OTTAWA–GATINEAU – The CRTC has used its new anti-spam powers to pull the plug on a Toronto-based server distributing malware on the Internet.
The Commission said late Thursday that it served it’s first-ever warrant under Canada's anti-spam law (CASL) to take down a command-and-control server in Toronto as part of a coordinated international effort. The warrant was granted by a judge of the Ontario Court of Justice and was carried out with the assistance from the RCMP. The Federal Bureau of Investigation, Europol, Interpol, Microsoft Inc., Public Safety Canada and the Canadian Cyber Incident Response Centre were also involved in the investigation.
According to the CRTC, the server acted as a command-and-control point for the Win32/Dorkbot malware, a family of related computer worms that has infected more than one million personal computers in over 190 countries.

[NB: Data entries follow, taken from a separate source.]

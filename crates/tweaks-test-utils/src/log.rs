//! [`CapturedLog`], a log sink that keeps what it receives.

use std::sync::{Arc, Mutex};

use tweaks_core::{LogLevel, LogSink};

/// Records every message sent through [`sink`](Self::sink).
#[derive(Clone, Default)]
pub struct CapturedLog {
    messages: Arc<Mutex<Vec<(LogLevel, String)>>>,
}

impl CapturedLog {
    pub fn new() -> Self {
        Self::default()
    }

    /// A sink appending to this log.
    pub fn sink(&self) -> LogSink {
        let messages = self.messages.clone();
        Arc::new(move |level, message| {
            messages.lock().unwrap().push((level, message.to_string()));
        })
    }

    pub fn messages(&self) -> Vec<(LogLevel, String)> {
        self.messages.lock().unwrap().clone()
    }

    /// Messages at exactly `level`.
    pub fn at(&self, level: LogLevel) -> Vec<String> {
        self.messages()
            .into_iter()
            .filter(|(l, _)| *l == level)
            .map(|(_, message)| message)
            .collect()
    }

    pub fn clear(&self) {
        self.messages.lock().unwrap().clear();
    }
}
//! In-memory, mutable tweak provider

use std::sync::{Arc, RwLock, RwLockReadGuard, RwLockWriteGuard};

use tweaks_core::{
    ChangeChannel, ConfigurationProvider, CustomizableConfigurationProvider, LogLevel, LogSink,
    Priority, Provider, Tweak, TweakValue, tracing_sink,
};

use crate::table::FeatureTable;

/// A provider holding tweaks in memory for the lifetime of the process.
///
/// Every mutation publishes on the injected channel, so coordinators
/// sharing that channel drop their caches. It can enumerate its variables,
/// which makes it suitable as the top customizable provider for an
/// in-app tweak editor.
pub struct EphemeralProvider {
    name: String,
    priority: Priority,
    channel: Arc<dyn ChangeChannel>,
    table: RwLock<FeatureTable>,
    log_sink: RwLock<LogSink>,
}

impl EphemeralProvider {
    pub fn new(name: impl Into<String>, priority: Priority, channel: Arc<dyn ChangeChannel>) -> Self {
        Self {
            name: name.into(),
            priority,
            channel,
            table: RwLock::new(FeatureTable::default()),
            log_sink: RwLock::new(tracing_sink()),
        }
    }

    /// Seed a tweak without publishing. Intended for construction.
    pub fn with_tweak(self, feature: &str, tweak: Tweak) -> Self {
        self.write_table().insert(feature, tweak);
        self
    }

    /// Store `tweak` under `feature` and publish a change.
    pub fn set(&self, feature: &str, tweak: Tweak) {
        let message = format!("{}: set '{}' in feature '{}'", self.name, tweak, feature);
        self.write_table().insert(feature, tweak);
        self.log(LogLevel::Debug, &message);
        self.channel.publish();
    }

    /// Update only the value of a tweak, keeping any existing metadata.
    pub fn set_value(&self, feature: &str, variable: &str, value: impl Into<TweakValue>) {
        let value = value.into();
        let tweak = {
            let mut table = self.write_table();
            let tweak = table
                .get(feature, variable)
                .cloned()
                .unwrap_or_else(|| Tweak::new(variable))
                .with_value(value);
            table.insert(feature, tweak.clone());
            tweak
        };
        self.log(
            LogLevel::Debug,
            &format!("{}: set '{}' in feature '{}'", self.name, tweak, feature),
        );
        self.channel.publish();
    }

    /// Remove a tweak. Publishes only if something was removed.
    pub fn remove(&self, feature: &str, variable: &str) -> Option<Tweak> {
        let removed = self.write_table().remove(feature, variable);
        if removed.is_some() {
            self.log(
                LogLevel::Debug,
                &format!("{}: removed '{}' from feature '{}'", self.name, variable, feature),
            );
            self.channel.publish();
        }
        removed
    }

    /// Remove every tweak. Publishes only if the provider was not empty.
    pub fn clear(&self) {
        if self.write_table().clear() {
            self.log(LogLevel::Debug, &format!("{}: cleared", self.name));
            self.channel.publish();
        }
    }

    pub fn len(&self) -> usize {
        self.read_table().len()
    }

    pub fn is_empty(&self) -> bool {
        self.len() == 0
    }

    /// Wrap in a [`Provider`] declaring the enumeration capability.
    pub fn into_provider(self) -> Provider {
        Provider::customizable(self)
    }

    fn log(&self, level: LogLevel, message: &str) {
        let sink = self
            .log_sink
            .read()
            .unwrap_or_else(|poisoned| poisoned.into_inner())
            .clone();
        sink(level, message);
    }

    fn read_table(&self) -> RwLockReadGuard<'_, FeatureTable> {
        self.table
            .read()
            .unwrap_or_else(|poisoned| poisoned.into_inner())
    }

    fn write_table(&self) -> RwLockWriteGuard<'_, FeatureTable> {
        self.table
            .write()
            .unwrap_or_else(|poisoned| poisoned.into_inner())
    }
}

impl ConfigurationProvider for EphemeralProvider {
    fn name(&self) -> &str {
        &self.name
    }

    fn priority(&self) -> Priority {
        self.priority
    }

    fn tweak(&self, feature: &str, variable: &str) -> Option<Tweak> {
        let lookup = self.read_table().lookup(feature, variable);
        if lookup.candidates > 1 {
            self.log(
                LogLevel::Debug,
                &format!(
                    "{}: '{}' exists in {} features; using the first",
                    self.name, variable, lookup.candidates
                ),
            );
        }
        lookup.tweak
    }

    fn set_log_sink(&self, sink: LogSink) {
        *self
            .log_sink
            .write()
            .unwrap_or_else(|poisoned| poisoned.into_inner()) = sink;
    }
}

impl CustomizableConfigurationProvider for EphemeralProvider {
    fn all_variable_identifiers(&self) -> Vec<String> {
        self.read_table().variable_identifiers()
    }
}

impl std::fmt::Debug for EphemeralProvider {
    fn fmt(&self, f: &mut std::fmt::Formatter<'_>) -> std::fmt::Result {
        f.debug_struct("EphemeralProvider")
            .field("name", &self.name)
            .field("priority", &self.priority)
            .field("tweaks", &self.len())
            .finish()
    }
}
//! Error types for tweaks-providers

use std::path::PathBuf;

pub type Result<T> = std::result::Result<T, Error>;

#[derive(Debug, thiserror::Error)]
pub enum Error {
    #[error("Tweak list not found at {path}")]
    TweakListNotFound { path: PathBuf },

    #[error("Invalid tweak list: {message}")]
    InvalidTweakList { message: String },

    #[error("Tweak '{variable}' declared twice in feature '{feature}'")]
    DuplicateTweak { feature: String, variable: String },

    #[error(transparent)]
    Io(#[from] std::io::Error),

    #[error(transparent)]
    TomlDe(#[from] toml::de::Error),
}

Dorkbot spreads through USB keys, instant messaging programs, and social networks, and can steal usernames and passwords as well as join other infected computers in sending multiple requests to a specific server in the hopes of overwhelming its capacity to respond (known as a distributed denial of service attack).
The CRTC does not comment on active investigations, nor does it name the individuals or companies under investigation.
“We are pleased to work alongside our partners during this investigation to mitigate the harm caused to Canadians and citizens in other countries by Dorkbot”, said CRTC chief compliance and enforcement officer Manon Bombardier, in a statement. “These are very egregious botnets that are used for illicit activities and can lead to identity theft and fraud. This operation shows that partnerships between domestic and international law enforcement agencies are key in the fight against transnational cyber threats.”